Windows NTFS does use B-trees for directories. Small directories (up to
something like 4K of total data) are stored entirely in the directory's
MFT entry as essentially a vector. Large directories (anything where the
directory entries won't fit entirely in the MFT) are stored as B-trees.

Most Unix file systems use hashing instead. E.g. ext2 and ext3 are quite
common on Linux. There's a pretty decent description of their hashing
at: http://www.nongnu.org/ext2-doc/ext2....EXED-DIRECTORY

Interestingly, though this uses hashing, it's not "flat" hashing -- the
hash is used as the key in (you've probably guessed by now) a balanced
tree -- pretty much a B-tree.

Though the decision as to when to use this indexing is made a bit
differently than it is in NTFS, the same basic idea applies: only large
directories are indexed in this fashion.

There are certainly a few primitive file systems (e.g. FAT) that don't
support indexing directories at all, but at this point, I'd consider
them more the exception than the rule. Oddly, one of the primary uses of
FAT at this point is in things like cards in digital cameras -- which
typically organize your pictures as a single directory containing _lots_
of files (hundreds or thousands of files is quite common). IOW, one of
the most common uses of FAT also closely resembles its worst case.

[ ... ]

In a relational database, it probably depends on the types of
indexes, and the use which is made of them. I think modern
databases dynamically tune the organization according to the
actual accesses they see, which means that if sorted access
isn't useful, they won't use a B-Tree. (Sorted access is useful
not only when you request sorted output, but also when you have
index criteria like "where x a and x < b". On the other hand,
a hash table is generally better for "where x = a", and off
hand, I can't think of any "optimizing" structure for things
like "where x like '...%'"---I've also noticed that when I use
such requests, my access times go up significantly:-).)

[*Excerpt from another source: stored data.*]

//! Unified error types for the PanicGuard firmware.
//!
//! The control core itself never fails: missing input, unknown command bytes
//! and repeated presses are normal conditions.  These types only cover the
//! I/O boundary and boot-time setup, where `main` funnels everything into a
//! single `Error` before handing it to `anyhow`.

use core::fmt;

// ---------------------------------------------------------------------------
// Top-level firmware error
// ---------------------------------------------------------------------------

/// Every fallible boot or I/O operation in the firmware funnels into this type.
#[derive(Debug, Clone, Copy, PartialEq, Eq)]
pub enum Error {
    /// Configuration is invalid.
    Config(ConfigError),
    /// Peripheral initialisation failed.
    Init(&'static str),
    /// The command channel failed.
    Comms(CommsError),
    /// A digital pin could not be driven or read.
    Gpio(&'static str),
}

impl fmt::Display for Error {
    fn fmt(&self, f: &mut fmt::Formatter<'_>) -> fmt::Result {
        match self {
            Self::Config(e) => write!(f, "config: {e}"),
            Self::Init(msg) => write!(f, "init: {msg}"),
            Self::Comms(e) => write!(f, "comms: {e}"),
            Self::Gpio(pin) => write!(f, "gpio: {pin}"),
        }
    }
}

impl std::error::Error for Error {}

// ---------------------------------------------------------------------------
// Configuration errors
// ---------------------------------------------------------------------------

#[derive(Debug, Clone, Copy, PartialEq, Eq)]
pub enum ConfigError {
    /// A config field failed range validation.
    /// The `&'static str` describes which field and why.
    ValidationFailed(&'static str),
}

impl fmt::Display for ConfigError {
    fn fmt(&self, f: &mut fmt::Formatter<'_>) -> fmt::Result {
        match self {
            Self::ValidationFailed(msg) => write!(f, "validation failed: {msg}"),
        }
    }
}

impl From<ConfigError> for Error {
    fn from(e: ConfigError) -> Self {
        Self::Config(e)
    }
}

// ---------------------------------------------------------------------------
// Communications errors
// ---------------------------------------------------------------------------

#[derive(Debug, Clone, Copy, PartialEq, Eq)]
pub enum CommsError {
    /// The UART driver could not be installed.
    UartInitFailed,
    /// A read from the UART returned an error.
    UartReadFailed,
    /// A write to the UART returned an error or was short.
    UartWriteFailed,
}

impl fmt::Display for CommsError {
    fn fmt(&self, f: &mut fmt::Formatter<'_>) -> fmt::Result {
        match self {
            Self::UartInitFailed => write!(f, "UART init failed"),
            Self::UartReadFailed => write!(f, "UART read failed"),
            Self::UartWriteFailed => write!(f, "UART write failed"),
        }
    }
}

impl From<CommsError> for Error {
    fn from(e: CommsError) -> Self {
        Self::Comms(e)
    }
}

// ---------------------------------------------------------------------------
// Convenience Result alias
// ---------------------------------------------------------------------------

/// Firmware-wide `Result` alias.
pub type Result<T> = core::result::Result<T, Error>;
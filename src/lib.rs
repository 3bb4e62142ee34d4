//! PanicGuard firmware library.
//!
//! Exposes the pure-logic modules for integration testing and external
//! inspection. All ESP-IDF-specific code is guarded by
//! `#[cfg(target_os = "espidf")]` within each module.

#![deny(unused_must_use)]

pub mod app;
pub mod config;
pub mod error;
pub mod fsm;

pub mod adapters;
pub mod drivers;

#[cfg(target_os = "espidf")]
pub mod pins;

If you didn't mind a huge index, you could create an index that pointed
to a particular record with the string starting from every possible
offset in a field. For example, given two records with keys of "abcd"
and "xyz", the index would look something like:

key record number
abcd 0
bcd 0
cd 0
d 0
xyz 1
yz 1
z 1

Given its (almost inevitably large) size, you'd probably want to
organize that index as a b-tree.

Then, matching a search with a leading wildcard would be essentially
similar to matching something without the leading wildcard. Given the
larger index size, you might easily have an extra level or two in the
tree, so access might be somewhat slower, but not the orders of
magnitude slower that we expect with current SQL servers.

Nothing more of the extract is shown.